Por fim, Mario Hernández, da Colômbia, apresentou a experiência do país, tida como exemplo mundial pelos ideólogos das reformas de mercado. Nos anos 90, a Constituição do país definiu o papel regulador do Estado alinhado às diretrizes do Consenso de Washington. Na saúde, isso se materializou na visão de que o setor público deveria ampliar o acesso a serviços de saúde públicos e estimular e regular o setor privado, gerando um ambiente de competição. Na prática, representou o estabelecimento de uma lógica de privatização estrutural que foi capaz de impulsionar o país até a cobertura universal, mas com a constituição de um sistema de saúde fragmentado, ineficiente e desigual que discrimina e segrega os mais pobres. Hoje, após eleger um governo progressista, o país vive a expectativa de reformas que apontem para a criação de um sistema público e universal que reverta o quadro atual.

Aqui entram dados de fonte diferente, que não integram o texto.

/// Async resolution pump.
///
/// Drives `Pending` assets to `Loaded` or `Failed` by polling the loader, then
/// fans the new state out to every instance of the asset.

use crate::error::{Error, Result};
use crate::{engine_debug, engine_err, engine_warn};
use crate::loader::{LoadStatus, ResolvedResource, UnloadTarget};
use super::asset::{LoadingState, MeshAssetHandle};
use super::asset_registry::build_submeshes;
use super::mesh_cache::{lock, MeshCache, LOG_SOURCE};

impl MeshCache {
    /// Advance every pending asset by one tick.
    ///
    /// Assets pending for longer than `pending_deadline` ticks are failed
    /// with a timeout. Returns the number of assets that left `Pending`.
    pub fn pump(&mut self) -> usize {
        let pending: Vec<MeshAssetHandle> = self
            .assets
            .iter()
            .filter(|(_, asset)| asset.state == LoadingState::Pending)
            .map(|(handle, _)| handle)
            .collect();

        let mut transitions = 0;
        for handle in pending {
            let Ok(asset) = self.assets.get_mut(handle) else {
                continue;
            };
            asset.pending_ticks += 1;
            let ticks = asset.pending_ticks;
            let path = asset.path.clone();

            // The loader gets its poll on the deadline tick too
            let mut state = self.resolve_pending(handle);
            if let Some(deadline) = self.config.pending_deadline {
                if state == LoadingState::Pending && ticks > deadline {
                    let message = format!(
                        "Mesh '{}' load timed out after {} pump ticks", path, deadline
                    );
                    engine_warn!(LOG_SOURCE, "{}", message);
                    self.fail_asset(handle, Error::ResourceCreationFailed(message));
                    state = LoadingState::Failed;
                }
            }
            if state != LoadingState::Pending {
                transitions += 1;
            }
        }
        transitions
    }

    /// Resolve one asset on demand without advancing its deadline
    pub fn pump_asset(&mut self, handle: MeshAssetHandle) -> Result<LoadingState> {
        self.assets.get(handle)?;
        Ok(self.resolve_pending(handle))
    }

    /// Poll the loader for one asset and apply a terminal result
    fn resolve_pending(&mut self, handle: MeshAssetHandle) -> LoadingState {
        let (token, path) = match self.assets.get(handle) {
            Ok(asset) if asset.state == LoadingState::Pending => match asset.pending {
                Some(token) => (token, asset.path.clone()),
                None => return asset.state,
            },
            Ok(asset) => return asset.state,
            Err(_) => return LoadingState::NotLoaded,
        };

        let status = lock(&self.loader).poll(token);
        if status.is_in_flight() {
            return LoadingState::Pending;
        }

        let resolved = match status {
            LoadStatus::Failed(reason) => Err(engine_err!(LOG_SOURCE, ResourceCreationFailed,
                "Mesh '{}' failed to load: {}", path, reason)),
            _ => match lock(&self.loader).try_get_resolved(token) {
                Some(ResolvedResource::Mesh(payload)) => Ok(payload),
                Some(ResolvedResource::Other(kind)) => Err(engine_err!(LOG_SOURCE, ResourceCreationFailed,
                    "Loader resolved mesh '{}' as a {:?}", path, kind)),
                None => Err(engine_err!(LOG_SOURCE, ResourceCreationFailed,
                    "Loader reported mesh '{}' ready without a payload", path)),
            },
        };

        let built = resolved.and_then(|payload| {
            let mut geometries = lock(&self.geometries);
            let mut materials = lock(&self.materials);
            build_submeshes(
                &path,
                &payload,
                &mut *geometries,
                &mut *materials,
                self.config.build_opaque_index_buffer,
            )
        });

        match built {
            Ok(built) => {
                lock(&self.loader).unload(UnloadTarget::Token(token));
                let Ok(asset) = self.assets.get_mut(handle) else {
                    return LoadingState::NotLoaded;
                };
                asset.set_loaded(built.submeshes, built.opaque_indices);
                engine_debug!(LOG_SOURCE, "Asset {:?} '{}' resolved ({} submeshes)",
                    handle, path, asset.submeshes.len());
                self.propagate_loaded(handle);
                LoadingState::Loaded
            }
            Err(error) => {
                self.fail_asset(handle, error);
                LoadingState::Failed
            }
        }
    }

    /// Release the load token, mark the asset Failed and fail its instances
    fn fail_asset(&mut self, handle: MeshAssetHandle, error: Error) {
        let Ok(asset) = self.assets.get(handle) else {
            return;
        };
        if let Some(token) = asset.pending {
            lock(&self.loader).unload(UnloadTarget::Token(token));
        }
        self.record_failure(handle, error);
        self.propagate_failed(handle);
    }

    /// Give every pending instance of a freshly loaded asset its bind-state
    /// array and world bounds
    fn propagate_loaded(&mut self, asset_handle: MeshAssetHandle) {
        let Ok(asset) = self.assets.get(asset_handle) else {
            return;
        };
        let submesh_count = asset.submeshes.len();
        let local_sphere = asset.local_sphere;

        let mut updated = 0usize;
        for handle in self.instances.handles() {
            let Ok(instance) = self.instances.get_mut(handle) else {
                continue;
            };
            if instance.asset == asset_handle && instance.state == LoadingState::Pending {
                instance.attach_loaded(submesh_count, local_sphere.as_ref());
                updated += 1;
            }
        }
        if updated > 0 {
            engine_debug!(LOG_SOURCE, "Asset {:?} loaded, {} instance(s) updated", asset_handle, updated);
        }
    }

    /// Tear down bind state and bounds of every instance of a failed asset
    fn propagate_failed(&mut self, asset_handle: MeshAssetHandle) {
        let mut pipelines = lock(&self.pipelines);
        for handle in self.instances.handles() {
            let Ok(instance) = self.instances.get_mut(handle) else {
                continue;
            };
            if instance.asset == asset_handle {
                instance.release_bind_states(&mut *pipelines);
                instance.world_sphere = None;
                instance.state = LoadingState::Failed;
            }
        }
    }
}

#[cfg(test)]
#[path = "resolve_tests.rs"]
mod tests;
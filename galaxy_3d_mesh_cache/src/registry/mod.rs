//! Registry collaborator interfaces
//!
//! Geometry, material and pipeline objects are owned by their registries.
//! The mesh cache only ever holds reference counts on them and gives every
//! reference back through the registry that issued it.

mod geometry;
mod material;
mod pipeline;

pub use geometry::{
    GeometryRegistry, GeometryHandle, GeometryTag,
    GeometryConfig, GeometryData, GeometryInfo, IndexFormat,
};
pub use material::{MaterialRegistry, MaterialHandle, MaterialTag, MaterialInfo};
pub use pipeline::{PipelineRegistry, PipelineHandle, PipelineTag, BindStateHandle};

Para além dos diagnósticos desafiadores, todos os debatedores trouxeram experiências locais inspiradoras de resistência à privatização da saúde e possíveis caminhos de construção de políticas de saúde alternativas, incluindo a mobilização da sociedade civil. A construção de sistemas de saúde de acesso universal financiado pelo setor público sem o enfrentamento da privatização e sem a politização do modelo assistencial pode pressionar apenas para a direção da CUS. Para a construção de caminhos alternativos de justiça social, não bastam apenas pequenas mudanças institucionais ou políticas pontuais de governos progressistas. É necessário unir as resistências locais às lutas gerais de cada país e também no nível internacional, na busca por mudanças mais profundas e estruturais nos sistemas de saúde e na sociedade.
Por Leonardo Mattos
*Leonardo Mattos é sanitarista, professor da UFRJ e membro do Movimento pela Saúde dos Povos e da Iniciativa Saúde Amanhã da Fiocruz.